Asim N. Cheema, M.D., St. Michael's Hospital, Toronto, ON, Canada


Aortic stenosis (AS) is the most common valvular heart disease among Western populations and severe AS has an estimated prevalence of 3-4% among people older than 75 years of age. Surgical aortic valve replacement (SAVR) is associated with a significant risk of morbidity and mortality and transcatheter aortic valve replacement (TAVR) has emerged as the preferred treatment option for patients who are at moderate to high risk of complications with SAVR. Most patients undergoing TAVR are elderly with an average age above 80 years as observed across published trails and national registries.

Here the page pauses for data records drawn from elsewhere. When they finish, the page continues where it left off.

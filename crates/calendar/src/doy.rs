//! Day-of-year newtype for the 365-day calendar.

use crate::error::CalendarError;

/// Number of days in every year of the index calendar.
pub const DAYS_PER_YEAR: usize = 365;

/// Number of days in each month (index 0 unused, index 1 = January).
const DAYS_PER_MONTH: [u8; 13] = [0, 31, 28, 31, 30, 31, 30, 31, 31, 30, 31, 30, 31];

/// 0-based day index on which each month starts (index 0 unused).
const MONTH_START: [u16; 13] = [0, 0, 31, 59, 90, 120, 151, 181, 212, 243, 273, 304, 334];

/// A 0-based day-of-year (0 = January 1, 364 = December 31).
///
/// This is the column index into one row of an annual grid.
#[derive(Debug, Clone, Copy, PartialEq, Eq, PartialOrd, Ord, Hash)]
pub struct Doy(u16);

impl Doy {
    /// January 1.
    pub const FIRST: Doy = Doy(0);

    /// July 1.
    pub(crate) const JULY_FIRST: Doy = Doy(MONTH_START[7]);

    /// Creates a `Doy` from a (month, day) pair.
    ///
    /// # Errors
    ///
    /// Returns [`CalendarError::InvalidMonth`] if `month` is not in 1..=12,
    /// or [`CalendarError::InvalidDay`] if `day` is not valid for `month`.
    pub fn from_month_day(month: u8, day: u8) -> Result<Self, CalendarError> {
        if !(1..=12).contains(&month) {
            return Err(CalendarError::InvalidMonth { month });
        }
        let max_day = DAYS_PER_MONTH[month as usize];
        if !(1..=max_day).contains(&day) {
            return Err(CalendarError::InvalidDay {
                day,
                month,
                max_day,
            });
        }
        Ok(Self(MONTH_START[month as usize] + u16::from(day) - 1))
    }

    /// Returns the 0-based index (0..=364), usable as a row offset.
    pub fn index(self) -> usize {
        usize::from(self.0)
    }
}

#[cfg(test)]
mod tests {
    use super::*;

    #[test]
    fn from_month_day_known_days() {
        assert_eq!(Doy::from_month_day(1, 1), Ok(Doy::FIRST));
        assert_eq!(Doy::from_month_day(2, 28).unwrap().index(), 58);
        assert_eq!(Doy::from_month_day(3, 1).unwrap().index(), 59);
        assert_eq!(Doy::from_month_day(12, 31).unwrap().index(), 364);
    }

    #[test]
    fn july_first_constant() {
        assert_eq!(Doy::from_month_day(7, 1), Ok(Doy::JULY_FIRST));
        assert_eq!(Doy::JULY_FIRST.index(), 181);
    }

    #[test]
    fn from_month_day_rejects_feb_29() {
        assert_eq!(
            Doy::from_month_day(2, 29).unwrap_err(),
            CalendarError::InvalidDay {
                day: 29,
                month: 2,
                max_day: 28,
            }
        );
    }

    #[test]
    fn from_month_day_rejects_month_zero() {
        assert_eq!(
            Doy::from_month_day(0, 1).unwrap_err(),
            CalendarError::InvalidMonth { month: 0 }
        );
    }

    #[test]
    fn month_tables_cover_the_year() {
        let total: usize = DAYS_PER_MONTH[1..].iter().map(|&d| usize::from(d)).sum();
        assert_eq!(total, DAYS_PER_YEAR);
        for m in 1..12usize {
            assert_eq!(
                MONTH_START[m] + u16::from(DAYS_PER_MONTH[m]),
                MONTH_START[m + 1],
                "month start mismatch at month {m}"
            );
        }
    }
}
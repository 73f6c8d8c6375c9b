//! Spell-based indices: the annual grid driven through `climdex_spell`.

use climdex_grid::AnnualGrid;
use climdex_spell::SeasonRule;
use climdex_threshold::{Comparison, resolve};

use crate::config::IndexConfig;
use crate::error::ClimdexError;
use crate::reduction::map_years;
use crate::result::IndexResult;

/// Days per year in spells longer than `config.spell_duration()` where
/// `value ⋄ pXX` holds, `pXX` resolved once for the whole series.
pub(crate) fn duration_index(
    index: &'static str,
    series: &[f64],
    reference: Option<&[f64]>,
    percentile: f64,
    cmp: Comparison,
    config: &IndexConfig,
) -> Result<IndexResult, ClimdexError> {
    config.validate()?;
    let grid = AnnualGrid::new(series)?;
    let threshold = resolve(config.threshold(), reference, percentile, series)?;
    let spell_duration = config.spell_duration();
    let predicate = cmp.against(threshold);
    let values = map_years(&grid, config, |_, row| {
        Ok(climdex_spell::spell_duration_days(row, predicate, spell_duration) as f64)
    })?;
    Ok(IndexResult::new(index, values))
}

/// Longest run per year where `value ⋄ threshold` holds; the threshold is
/// `default_threshold` unless overridden.
pub(crate) fn longest_run_index(
    index: &'static str,
    series: &[f64],
    default_threshold: f64,
    cmp: Comparison,
    config: &IndexConfig,
) -> Result<IndexResult, ClimdexError> {
    config.validate()?;
    let grid = AnnualGrid::new(series)?;
    let predicate = cmp.against(config.threshold().unwrap_or(default_threshold));
    let values = map_years(&grid, config, |_, row| {
        Ok(climdex_spell::longest_run(row, predicate) as f64)
    })?;
    Ok(IndexResult::new(index, values))
}

/// Growing season length per year. Unterminated seasons are always an
/// error, whatever the empty-year policy.
pub(crate) fn season_index(
    index: &'static str,
    series: &[f64],
    default_threshold: f64,
    config: &IndexConfig,
) -> Result<IndexResult, ClimdexError> {
    config.validate()?;
    let grid = AnnualGrid::new(series)?;
    let rule = SeasonRule::new(&config.season_config(default_threshold))?;
    let values = map_years(&grid, config, |year, row| Ok(rule.length(row, year)? as f64))?;
    Ok(IndexResult::new(index, values))
}
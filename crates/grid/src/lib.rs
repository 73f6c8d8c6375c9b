//! Annual grid over a daily climate series.
//!
//! A daily series covering whole 365-day years is viewed as
//! `n_years × 365` rows without copying. Every index in the workspace is
//! computed row by row on top of this view.
//!
//! # Quick start
//!
//! ```rust
//! use climdex_grid::AnnualGrid;
//!
//! let series = vec![1.0; 730];
//! let grid = AnnualGrid::new(&series).unwrap();
//! assert_eq!(grid.n_years(), 2);
//!
//! let sums: Result<Vec<f64>, std::convert::Infallible> =
//!     grid.try_map_years(|_, row| Ok(row.iter().sum()));
//! assert_eq!(sums.unwrap(), vec![365.0, 365.0]);
//! ```

mod error;
mod grid;

pub use climdex_calendar::DAYS_PER_YEAR;
pub use error::GridError;
pub use grid::AnnualGrid;
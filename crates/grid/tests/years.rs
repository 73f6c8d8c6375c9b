use climdex_grid::{AnnualGrid, DAYS_PER_YEAR, GridError};
use rand::rngs::StdRng;
use rand::{Rng, SeedableRng};

fn random_series(n_years: usize, seed: u64) -> Vec<f64> {
    let mut rng = StdRng::seed_from_u64(seed);
    (0..n_years * DAYS_PER_YEAR)
        .map(|_| {
            if rng.random_bool(0.05) {
                f64::NAN
            } else {
                rng.random_range(-20.0..40.0)
            }
        })
        .collect()
}

#[test]
fn rows_tile_the_series() {
    let series = random_series(7, 11);
    let grid = AnnualGrid::new(&series).unwrap();
    assert_eq!(grid.n_years(), 7);
    assert_eq!(grid.years().len(), 7);

    let rejoined: Vec<f64> = grid.years().flatten().copied().collect();
    assert_eq!(rejoined.len(), series.len());
    for (a, b) in rejoined.iter().zip(&series) {
        assert!(a.to_bits() == b.to_bits());
    }
    assert!(grid.year(7).is_none());
}

#[test]
fn parallel_map_keeps_year_order() {
    let series = random_series(40, 12);
    let grid = AnnualGrid::new(&series).unwrap();
    let count = |_: usize, row: &[f64]| -> Result<usize, GridError> {
        Ok(row.iter().filter(|v| v.is_nan()).count())
    };
    assert_eq!(
        grid.try_map_years(count).unwrap(),
        grid.par_try_map_years(count).unwrap()
    );

    let years = grid.par_try_map_years(|i, _| Ok::<_, GridError>(i)).unwrap();
    assert_eq!(years, (0..40).collect::<Vec<_>>());
}

#[test]
fn failing_year_fails_the_whole_map() {
    let series = random_series(5, 13);
    let grid = AnnualGrid::new(&series).unwrap();
    let result = grid.try_map_years(|i, _| if i == 3 { Err(i) } else { Ok(i) });
    assert_eq!(result, Err(3));
    let result = grid.par_try_map_years(|i, _| if i == 3 { Err(i) } else { Ok(i) });
    assert_eq!(result, Err(3));
}

#[test]
fn malformed_series_rejected() {
    for len in [0, 1, 364, 366, 729] {
        let series = vec![0.0; len];
        assert_eq!(AnnualGrid::new(&series).unwrap_err(), GridError::Shape { len });
    }
    let mut series = random_series(2, 14);
    series[400] = f64::NEG_INFINITY;
    assert_eq!(
        AnnualGrid::new(&series).unwrap_err(),
        GridError::Infinite { index: 400 }
    );
}
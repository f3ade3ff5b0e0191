//! Workflow definitions — typed graph model, validation, storage, templates.
//!
//! # Architecture
//!
//! ```text
//! editor / template ──► WorkflowDefinition ──► validate_workflow ──► WorkflowStore
//!                                                    │                    │
//!                                          errors / warnings    <id>.workflow.json
//! ```

pub mod schema;
pub mod store;
pub mod templates;
pub mod validator;

pub use schema::{
    CronTrigger, NodeType, WorkflowDefinition, WorkflowEdge, WorkflowNode, WorkflowTrigger,
    WORKFLOW_SCHEMA,
};
pub use store::{DeleteOutcome, WorkflowStore};
pub use templates::{generate, TemplateKind, TemplateOptions};
pub use validator::{validate_workflow, ValidationReport};
//! JSON schema types for workflow definitions.
//!
//! A workflow file describes a directed graph of typed nodes:
//!
//! ```json
//! {
//!   "schema": "crewboard.workflow.v1",
//!   "id": "demo",
//!   "name": "Demo",
//!   "timezone": "Europe/Berlin",
//!   "triggers": [
//!     { "kind": "cron", "id": "weekday-morning", "enabled": true, "expr": "0 9 * * 1-5" }
//!   ],
//!   "nodes": [
//!     { "id": "s", "type": "start" },
//!     { "id": "e", "type": "end" }
//!   ],
//!   "edges": [
//!     { "id": "e1", "from": "s", "to": "e" }
//!   ]
//! }
//! ```
//!
//! `config` on nodes and `meta` on the definition are opaque bags; only the
//! executor interprets them.

use std::path::Path;

use serde::{Deserialize, Serialize};
use serde_json::{Map, Value};

use crate::error::ServerError;

/// Format tag every workflow definition must carry.
pub const WORKFLOW_SCHEMA: &str = "crewboard.workflow.v1";

/// Open key/value bag.
pub type Bag = Map<String, Value>;

/// Top-level workflow definition, one file per `(teamId, workflowId)`.
#[derive(Debug, Clone, PartialEq, Serialize, Deserialize)]
#[serde(rename_all = "camelCase")]
pub struct WorkflowDefinition {
    /// Format tag, expected to equal [`WORKFLOW_SCHEMA`]
    #[serde(default = "default_schema")]
    pub schema: String,

    /// Filename-safe id (authoritative; the store normalizes it on write)
    pub id: String,

    /// Display name
    pub name: String,

    /// Informational revision counter
    #[serde(default, skip_serializing_if = "Option::is_none")]
    pub version: Option<i64>,

    /// IANA zone applied to cron triggers that don't set their own
    #[serde(default, skip_serializing_if = "Option::is_none")]
    pub timezone: Option<String>,

    #[serde(default)]
    pub triggers: Vec<WorkflowTrigger>,

    #[serde(default)]
    pub nodes: Vec<WorkflowNode>,

    #[serde(default)]
    pub edges: Vec<WorkflowEdge>,

    /// Template provenance and executor hints
    #[serde(default, skip_serializing_if = "Map::is_empty")]
    pub meta: Bag,
}

fn default_schema() -> String {
    WORKFLOW_SCHEMA.to_string()
}

/// Closed set of node kinds.
#[derive(Debug, Clone, Copy, PartialEq, Eq, Hash, Serialize, Deserialize)]
#[serde(rename_all = "snake_case")]
pub enum NodeType {
    Start,
    End,
    Llm,
    Tool,
    Condition,
    Delay,
    HumanApproval,
}

impl NodeType {
    pub fn as_str(&self) -> &'static str {
        match self {
            Self::Start => "start",
            Self::End => "end",
            Self::Llm => "llm",
            Self::Tool => "tool",
            Self::Condition => "condition",
            Self::Delay => "delay",
            Self::HumanApproval => "human_approval",
        }
    }
}

impl std::fmt::Display for NodeType {
    fn fmt(&self, f: &mut std::fmt::Formatter<'_>) -> std::fmt::Result {
        f.write_str(self.as_str())
    }
}

/// A typed step in the graph.
#[derive(Debug, Clone, PartialEq, Serialize, Deserialize)]
pub struct WorkflowNode {
    #[serde(default)]
    pub id: String,

    #[serde(rename = "type")]
    pub node_type: NodeType,

    #[serde(default, skip_serializing_if = "Option::is_none")]
    pub name: Option<String>,

    /// Layout hints for editors; no semantic meaning
    #[serde(default, skip_serializing_if = "Option::is_none")]
    pub x: Option<f64>,
    #[serde(default, skip_serializing_if = "Option::is_none")]
    pub y: Option<f64>,

    /// Executor-specific settings, interpreted per node type
    #[serde(default, skip_serializing_if = "Map::is_empty")]
    pub config: Bag,
}

impl WorkflowNode {
    pub fn new(id: impl Into<String>, node_type: NodeType) -> Self {
        Self {
            id: id.into(),
            node_type,
            name: None,
            x: None,
            y: None,
            config: Bag::new(),
        }
    }

    pub fn named(mut self, name: impl Into<String>) -> Self {
        self.name = Some(name.into());
        self
    }

    pub fn at(mut self, x: f64, y: f64) -> Self {
        self.x = Some(x);
        self.y = Some(y);
        self
    }

    pub fn with_config(mut self, key: &str, value: impl Into<Value>) -> Self {
        self.config.insert(key.to_string(), value.into());
        self
    }
}

/// Directed connection between two node ids.
#[derive(Debug, Clone, PartialEq, Serialize, Deserialize)]
pub struct WorkflowEdge {
    #[serde(default)]
    pub id: String,
    #[serde(default)]
    pub from: String,
    #[serde(default)]
    pub to: String,

    /// Condition hint for the executor; never evaluated here
    #[serde(default, skip_serializing_if = "Option::is_none")]
    pub label: Option<String>,
}

impl WorkflowEdge {
    pub fn new(id: impl Into<String>, from: impl Into<String>, to: impl Into<String>) -> Self {
        Self {
            id: id.into(),
            from: from.into(),
            to: to.into(),
            label: None,
        }
    }

    pub fn labeled(mut self, label: impl Into<String>) -> Self {
        self.label = Some(label.into());
        self
    }
}

/// Declarative start condition, read by an external scheduler.
#[derive(Debug, Clone, PartialEq, Serialize, Deserialize)]
#[serde(tag = "kind", rename_all = "snake_case")]
pub enum WorkflowTrigger {
    Cron(CronTrigger),
}

#[derive(Debug, Clone, PartialEq, Serialize, Deserialize)]
pub struct CronTrigger {
    #[serde(default)]
    pub id: String,

    #[serde(default, skip_serializing_if = "Option::is_none")]
    pub name: Option<String>,

    #[serde(default = "default_true")]
    pub enabled: bool,

    /// Cron expression, normally five fields
    #[serde(default)]
    pub expr: String,

    #[serde(default, skip_serializing_if = "Option::is_none")]
    pub tz: Option<String>,
}

fn default_true() -> bool {
    true
}

impl WorkflowDefinition {
    /// Empty definition with the current schema tag.
    pub fn new(id: impl Into<String>, name: impl Into<String>) -> Self {
        Self {
            schema: default_schema(),
            id: id.into(),
            name: name.into(),
            version: None,
            timezone: None,
            triggers: Vec::new(),
            nodes: Vec::new(),
            edges: Vec::new(),
            meta: Bag::new(),
        }
    }

    /// Parse a workflow definition from a JSON string.
    pub fn from_json(json: &str) -> Result<Self, ServerError> {
        serde_json::from_str(json)
            .map_err(|e| ServerError::Serialization(format!("Failed to parse workflow JSON: {}", e)))
    }

    /// Parse a workflow definition from a YAML string.
    pub fn from_yaml(yaml: &str) -> Result<Self, ServerError> {
        serde_yaml::from_str(yaml)
            .map_err(|e| ServerError::Serialization(format!("Failed to parse workflow YAML: {}", e)))
    }

    /// Load a workflow definition from a file path, choosing the format by
    /// extension (`.yaml`/`.yml` → YAML, anything else → JSON).
    pub fn from_file(path: impl AsRef<Path>) -> Result<Self, ServerError> {
        let path = path.as_ref();
        let content =
            std::fs::read_to_string(path).map_err(|e| ServerError::from_io(e, path))?;
        match path.extension().and_then(|e| e.to_str()) {
            Some("yaml") | Some("yml") => Self::from_yaml(&content),
            _ => Self::from_json(&content),
        }
    }

    /// On-disk form: 2-space indented JSON with a trailing newline.
    pub fn to_pretty_json(&self) -> Result<String, ServerError> {
        let mut out = serde_json::to_string_pretty(self)
            .map_err(|e| ServerError::Serialization(e.to_string()))?;
        out.push('\n');
        Ok(out)
    }

    pub fn node(&self, id: &str) -> Option<&WorkflowNode> {
        self.nodes.iter().find(|n| n.id == id)
    }

    pub fn cron_triggers(&self) -> impl Iterator<Item = &CronTrigger> {
        self.triggers.iter().map(|t| match t {
            WorkflowTrigger::Cron(cron) => cron,
        })
    }
}

#[cfg(test)]
mod tests {
    use super::*;

    #[test]
    fn test_parse_minimal_workflow() {
        let json = r#"{
  "id": "demo",
  "name": "Demo",
  "nodes": [{ "id": "s", "type": "start" }, { "id": "e", "type": "end" }],
  "edges": [{ "id": "e1", "from": "s", "to": "e" }]
}"#;
        let wf = WorkflowDefinition::from_json(json).unwrap();
        assert_eq!(wf.schema, WORKFLOW_SCHEMA);
        assert_eq!(wf.nodes.len(), 2);
        assert_eq!(wf.nodes[0].node_type, NodeType::Start);
        assert_eq!(wf.edges[0].to, "e");
        assert!(wf.triggers.is_empty());
    }

    #[test]
    fn test_parse_yaml_with_cron_trigger() {
        let yaml = r#"
schema: crewboard.workflow.v1
id: weekly
name: Weekly report
timezone: America/New_York
triggers:
  - kind: cron
    id: monday
    expr: "0 8 * * 1"
nodes:
  - id: ask
    type: human_approval
    config:
      provider: telegram
"#;
        let wf = WorkflowDefinition::from_yaml(yaml).unwrap();
        let crons: Vec<_> = wf.cron_triggers().collect();
        assert_eq!(crons.len(), 1);
        assert!(crons[0].enabled);
        assert_eq!(crons[0].expr, "0 8 * * 1");
        assert_eq!(wf.nodes[0].node_type, NodeType::HumanApproval);
        assert_eq!(wf.nodes[0].config["provider"], "telegram");
    }

    #[test]
    fn test_unknown_node_type_is_rejected() {
        let json = r#"{ "id": "x", "name": "X", "nodes": [{ "id": "a", "type": "webhook" }] }"#;
        assert!(matches!(
            WorkflowDefinition::from_json(json),
            Err(ServerError::Serialization(_))
        ));
    }

    #[test]
    fn test_missing_ids_and_endpoints_reach_the_validator() {
        let json = r#"{
  "id": "partial",
  "name": "Partial",
  "triggers": [{ "kind": "cron", "expr": "0 9 * * 1-5" }],
  "nodes": [{ "type": "start" }, { "id": "s", "type": "start" }],
  "edges": [{ "id": "e1", "from": "s" }]
}"#;
        let wf = WorkflowDefinition::from_json(json).unwrap();
        assert_eq!(wf.nodes[0].id, "");
        assert_eq!(wf.edges[0].to, "");

        let report = crate::workflow::validator::validate_workflow(&wf);
        assert!(report.errors.contains(&"every node must have an id".to_string()));
        assert!(report
            .errors
            .contains(&"edge 'e1' must have both from and to".to_string()));
        assert!(report
            .errors
            .contains(&"cron trigger is missing an id".to_string()));
    }

    #[test]
    fn test_pretty_json_has_trailing_newline_and_omits_empty_bags() {
        let mut wf = WorkflowDefinition::new("demo", "Demo");
        wf.nodes.push(WorkflowNode::new("s", NodeType::Start));
        let out = wf.to_pretty_json().unwrap();
        assert!(out.ends_with("}\n"));
        assert!(out.contains("\n  \"id\": \"demo\""));
        assert!(!out.contains("\"meta\""));
        assert!(!out.contains("\"config\""));
        assert_eq!(WorkflowDefinition::from_json(&out).unwrap(), wf);
    }
}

In addition to clinical comorbidities, many patients undergoing TAVR demonstrate clinical signs of frailty. While procedural outcomes of TAVR have markedly improved over the last decade, frail patients remain at increased risk for poor functional recovery, low quality of life, repeat hospitalization and death from cardiac or non-cardiac causes post TAVR. Although, difficult to quantify, clinical frailty reflects age associated decrease in the ability to cope with every day stressors and acute illness. Among various frailty criteria being used in geriatric patients, recent studies have identified poor muscle mass, low muscle strength and low serum albumin to be useful predictors of worse one year outcomes post TAVR. These data suggest that objective frailty assessment not only carry implications for determining patient eligibility for TAVR but also underscores its role in predicting post TAVR outcomes. However, it remains unclear if treating frailty phenotype translates into clinical benefit. Several current and upcoming studies are designed to investigate specific approaches to reduce clinical frailty with the objective of improving TAVR outcomes. The results of these studies will define the role of pre procedural nutritional and exercise interventions and post procedural rehabilitation in elderly patients undergoing TAVR.